The Sarasota County commissioners have just revamped the County coastal setback code to all but make it impossible to build a seawall on the Gulf side of the County shoreline. Seawalls along an active coastline are an invitation to future disaster. They are eventually undermined and fall into the water and almost immediately enhance rapid erosion at one end or the other on someone else’s property.

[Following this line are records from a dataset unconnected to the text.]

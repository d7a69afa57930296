use super::common::*;
use axum::extract::State;
use axum::http::{header, StatusCode};
use serde_json::json;
use std::sync::Arc;
use tower::ServiceExt;

use crate::auth::AdminCredentialAuthenticator;
use crate::prospects::domain::{ProspectState, ValidationError};
use crate::prospects::router::{create_handler, error_response, ProspectApi};
use crate::prospects::{prospect_router, ProspectService, ProspectServiceError};

#[tokio::test]
async fn create_route_returns_created() {
    let (service, repository, _) = build_service();
    let router = router_with_service(service);

    let response = router
        .oneshot(json_request(
            "POST",
            "/prospect/",
            json!({
                "first_name": "Jane",
                "last_name": "Doe",
                "email": "Jane@X.com",
                "resume": "Paralegal, 5 years",
            }),
        ))
        .await
        .expect("route executes");

    assert_eq!(response.status(), StatusCode::CREATED);
    let payload = read_json_body(response).await;
    assert_eq!(payload["message"], "Prospect created.");
    assert!(repository.stored("jane@x.com").is_some());
}

#[tokio::test]
async fn create_handler_rejects_duplicates_with_detail() {
    let (service, _, _) = build_service();
    let api = ProspectApi {
        service: Arc::new(service),
        authenticator: Arc::new(AdminCredentialAuthenticator::new(ADMIN_USER, ADMIN_PASSWORD)),
    };

    let first = create_handler(State(api.clone()), Ok(axum::Json(new_prospect("jane@x.com")))).await;
    assert_eq!(first.status(), StatusCode::CREATED);

    let second = create_handler(State(api), Ok(axum::Json(new_prospect("JANE@x.com")))).await;
    assert_eq!(second.status(), StatusCode::BAD_REQUEST);
    let payload = read_json_body(second).await;
    assert!(payload["detail"]
        .as_str()
        .expect("detail string")
        .contains("already exists"));
}

#[tokio::test]
async fn get_route_returns_view_or_not_found() {
    let (service, _, _) = build_service();
    service
        .create(new_prospect("jane@x.com"))
        .await
        .expect("create");
    let router = router_with_service(service);

    let response = router
        .clone()
        .oneshot(
            axum::http::Request::get("/prospect/JANE@x.com")
                .body(axum::body::Body::empty())
                .expect("request"),
        )
        .await
        .expect("route executes");
    assert_eq!(response.status(), StatusCode::OK);
    let payload = read_json_body(response).await;
    assert_eq!(payload["email"], "jane@x.com");
    assert_eq!(payload["state"], "CREATED");
    assert_eq!(payload["resume"], "Five years of immigration casework.");

    let missing = router
        .oneshot(
            axum::http::Request::get("/prospect/nobody@x.com")
                .body(axum::body::Body::empty())
                .expect("request"),
        )
        .await
        .expect("route executes");
    assert_eq!(missing.status(), StatusCode::NOT_FOUND);
}

#[tokio::test]
async fn update_routes_reject_submitted_prospects() {
    let (service, _, _) = build_service();
    service
        .create(new_prospect("jane@x.com"))
        .await
        .expect("create");
    let router = router_with_service(service);

    let ok = router
        .clone()
        .oneshot(json_request(
            "PUT",
            "/prospect/first-name",
            json!({ "email": "jane@x.com", "first_name": "Janet" }),
        ))
        .await
        .expect("route executes");
    assert_eq!(ok.status(), StatusCode::OK);

    let submitted = router
        .clone()
        .oneshot(json_request(
            "PUT",
            "/prospect/submit",
            json!({ "email": "jane@x.com" }),
        ))
        .await
        .expect("route executes");
    assert_eq!(submitted.status(), StatusCode::OK);

    for (uri, body) in [
        ("/prospect/first-name", json!({ "email": "jane@x.com", "first_name": "J" })),
        ("/prospect/last-name", json!({ "email": "jane@x.com", "last_name": "R" })),
        ("/prospect/resume", json!({ "email": "jane@x.com", "resume": "New" })),
    ] {
        let response = router
            .clone()
            .oneshot(json_request("PUT", uri, body))
            .await
            .expect("route executes");
        assert_eq!(response.status(), StatusCode::BAD_REQUEST, "{uri}");
    }
}

#[tokio::test]
async fn submit_route_without_attorneys_is_server_error() {
    let service = ProspectService::new(
        Arc::new(MemoryRepository::default()),
        Arc::new(MemoryAttorneys::default()),
        Arc::new(MemoryNotifier::default()),
        "Acme Legal",
    );
    service
        .create(new_prospect("jane@x.com"))
        .await
        .expect("create");
    let router = router_with_service(service);

    let response = router
        .oneshot(json_request(
            "PUT",
            "/prospect/submit",
            json!({ "email": "jane@x.com" }),
        ))
        .await
        .expect("route executes");
    assert_eq!(response.status(), StatusCode::INTERNAL_SERVER_ERROR);
    let payload = read_json_body(response).await;
    assert_eq!(payload["detail"], "no attorneys available");
}

#[tokio::test]
async fn admin_routes_require_credentials() {
    let (service, _, _) = build_service();
    let router = router_with_service(service);

    let anonymous = router
        .clone()
        .oneshot(
            axum::http::Request::get("/admin/prospect/")
                .body(axum::body::Body::empty())
                .expect("request"),
        )
        .await
        .expect("route executes");
    assert_eq!(anonymous.status(), StatusCode::UNAUTHORIZED);
    assert_eq!(
        anonymous.headers().get(header::WWW_AUTHENTICATE),
        Some(&header::HeaderValue::from_static("Basic"))
    );

    let wrong = router
        .oneshot(admin_request(
            "POST",
            "/admin/prospect/mark",
            basic_auth(ADMIN_USER, "wrong"),
            Some(json!({ "email": "jane@x.com" })),
        ))
        .await
        .expect("route executes");
    assert_eq!(wrong.status(), StatusCode::UNAUTHORIZED);
}

#[tokio::test]
async fn mark_route_advances_pending_prospects_once() {
    let (service, repository, _) = build_service();
    service
        .create(new_prospect("jane@x.com"))
        .await
        .expect("create");
    service.submit("jane@x.com").await.expect("submit");
    let router = router_with_service(service);

    let mark = || {
        admin_request(
            "POST",
            "/admin/prospect/mark",
            basic_auth(ADMIN_USER, ADMIN_PASSWORD),
            Some(json!({ "email": "jane@x.com" })),
        )
    };

    let first = router.clone().oneshot(mark()).await.expect("route executes");
    assert_eq!(first.status(), StatusCode::OK);
    assert_eq!(
        repository.stored("jane@x.com").expect("stored").state,
        ProspectState::ReachedOut
    );

    let second = router.oneshot(mark()).await.expect("route executes");
    assert_eq!(second.status(), StatusCode::BAD_REQUEST);
}

#[tokio::test]
async fn list_route_validates_and_paginates() {
    let (service, _, _) = build_service();
    for index in 0..7 {
        service
            .create(new_prospect(&format!("p{index}@x.com")))
            .await
            .expect("create");
    }
    let router = router_with_service(service);
    let auth = || basic_auth(ADMIN_USER, ADMIN_PASSWORD);

    let default_page = router
        .clone()
        .oneshot(admin_request("GET", "/admin/prospect/", auth(), None))
        .await
        .expect("route executes");
    assert_eq!(default_page.status(), StatusCode::OK);
    let payload = read_json_body(default_page).await;
    let items = payload.as_array().expect("array payload");
    assert_eq!(items.len(), 5);
    assert!(items[0].get("state").is_some());
    assert!(items[0].get("resume").is_some());

    let tail = router
        .clone()
        .oneshot(admin_request(
            "GET",
            "/admin/prospect/?limit=5&offset=5",
            auth(),
            None,
        ))
        .await
        .expect("route executes");
    let payload = read_json_body(tail).await;
    assert_eq!(payload.as_array().expect("array payload").len(), 2);

    for uri in ["/admin/prospect/?limit=0", "/admin/prospect/?limit=101", "/admin/prospect/?offset=-1"] {
        let response = router
            .clone()
            .oneshot(admin_request("GET", uri, auth(), None))
            .await
            .expect("route executes");
        assert_eq!(response.status(), StatusCode::BAD_REQUEST, "{uri}");
    }
}

#[tokio::test]
async fn repository_outage_is_server_error() {
    let service = ProspectService::new(
        Arc::new(UnavailableRepository),
        Arc::new(MemoryAttorneys::default()),
        Arc::new(MemoryNotifier::default()),
        "Acme Legal",
    );
    let router = prospect_router(
        Arc::new(service),
        Arc::new(AdminCredentialAuthenticator::new(ADMIN_USER, ADMIN_PASSWORD)),
    );

    let response = router
        .oneshot(
            axum::http::Request::get("/prospect/jane@x.com")
                .body(axum::body::Body::empty())
                .expect("request"),
        )
        .await
        .expect("route executes");
    assert_eq!(response.status(), StatusCode::INTERNAL_SERVER_ERROR);
    let payload = read_json_body(response).await;
    assert!(payload["detail"]
        .as_str()
        .expect("detail string")
        .contains("database offline"));
}

#[tokio::test]
async fn concurrent_modification_maps_to_conflict_status() {
    let response = error_response(ProspectServiceError::Stale);
    assert_eq!(response.status(), StatusCode::CONFLICT);

    let invalid = error_response(ProspectServiceError::Validation(
        ValidationError::LimitOutOfRange(0),
    ));
    assert_eq!(invalid.status(), StatusCode::BAD_REQUEST);
}

#[tokio::test]
async fn malformed_bodies_and_queries_answer_with_detail() {
    let (service, _, _) = build_service();
    let router = router_with_service(service);

    let missing_field = router
        .clone()
        .oneshot(json_request(
            "POST",
            "/prospect/",
            json!({ "first_name": "Jane", "email": "jane@x.com", "resume": "Resume" }),
        ))
        .await
        .expect("route executes");
    assert_eq!(missing_field.status(), StatusCode::UNPROCESSABLE_ENTITY);
    let payload = read_json_body(missing_field).await;
    assert!(payload["detail"]
        .as_str()
        .expect("detail string")
        .contains("last_name"));

    let empty_submit = router
        .clone()
        .oneshot(json_request("PUT", "/prospect/submit", json!({})))
        .await
        .expect("route executes");
    assert_eq!(empty_submit.status(), StatusCode::UNPROCESSABLE_ENTITY);
    assert!(read_json_body(empty_submit).await["detail"].is_string());

    let bad_limit = router
        .oneshot(admin_request(
            "GET",
            "/admin/prospect/?limit=abc",
            basic_auth(ADMIN_USER, ADMIN_PASSWORD),
            None,
        ))
        .await
        .expect("route executes");
    assert_eq!(bad_limit.status(), StatusCode::BAD_REQUEST);
    assert!(read_json_body(bad_limit).await["detail"].is_string());
}

#[tokio::test]
async fn anonymous_mark_is_rejected_before_the_body_is_read() {
    let (service, _, _) = build_service();
    let router = router_with_service(service);

    let response = router
        .clone()
        .oneshot(
            axum::http::Request::post("/admin/prospect/mark")
                .body(axum::body::Body::empty())
                .expect("request"),
        )
        .await
        .expect("route executes");
    assert_eq!(response.status(), StatusCode::UNAUTHORIZED);
    assert_eq!(
        response.headers().get(header::WWW_AUTHENTICATE),
        Some(&header::HeaderValue::from_static("Basic"))
    );

    let authorized_without_body = router
        .oneshot(
            axum::http::Request::post("/admin/prospect/mark")
                .header(header::AUTHORIZATION, basic_auth(ADMIN_USER, ADMIN_PASSWORD))
                .body(axum::body::Body::empty())
                .expect("request"),
        )
        .await
        .expect("route executes");
    assert_eq!(
        authorized_without_body.status(),
        StatusCode::UNSUPPORTED_MEDIA_TYPE
    );
    assert!(read_json_body(authorized_without_body).await["detail"].is_string());
}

The new rules require that the seawall be in the public interest: (1) it cannot impede public access to the beach,(2) it cannot harm adjacent property, and (3) it must be unfeasible to move or elevate the structure to be protected and to replace lost sand or other habitat. The new code bans walls, groins or other protective structures for any new structures. Sixty years ago, most local people understood the dangers of building so close to active shores. Beach homes were small and built to move or lose and put as far back from the waterline as feasible. As wealthy people from inland arrived with no storm experience (and a lull in intense storms) the McMansions went up along the Gulf. Our filled-up barrier islands are a catastrophe waiting to happen. Consider this: in the 1920’s when practically no one except a few fishermen lived there, the surge from a hurricane went over the tops of the red mangroves, about 14 feet in height. Caveat emptor. (Read more about why seawalls don’t work in the Summer 2006 issue of Coastal Reporter, available in PDF format at www.littoralsociety.org under the Resources/Newsletters tab.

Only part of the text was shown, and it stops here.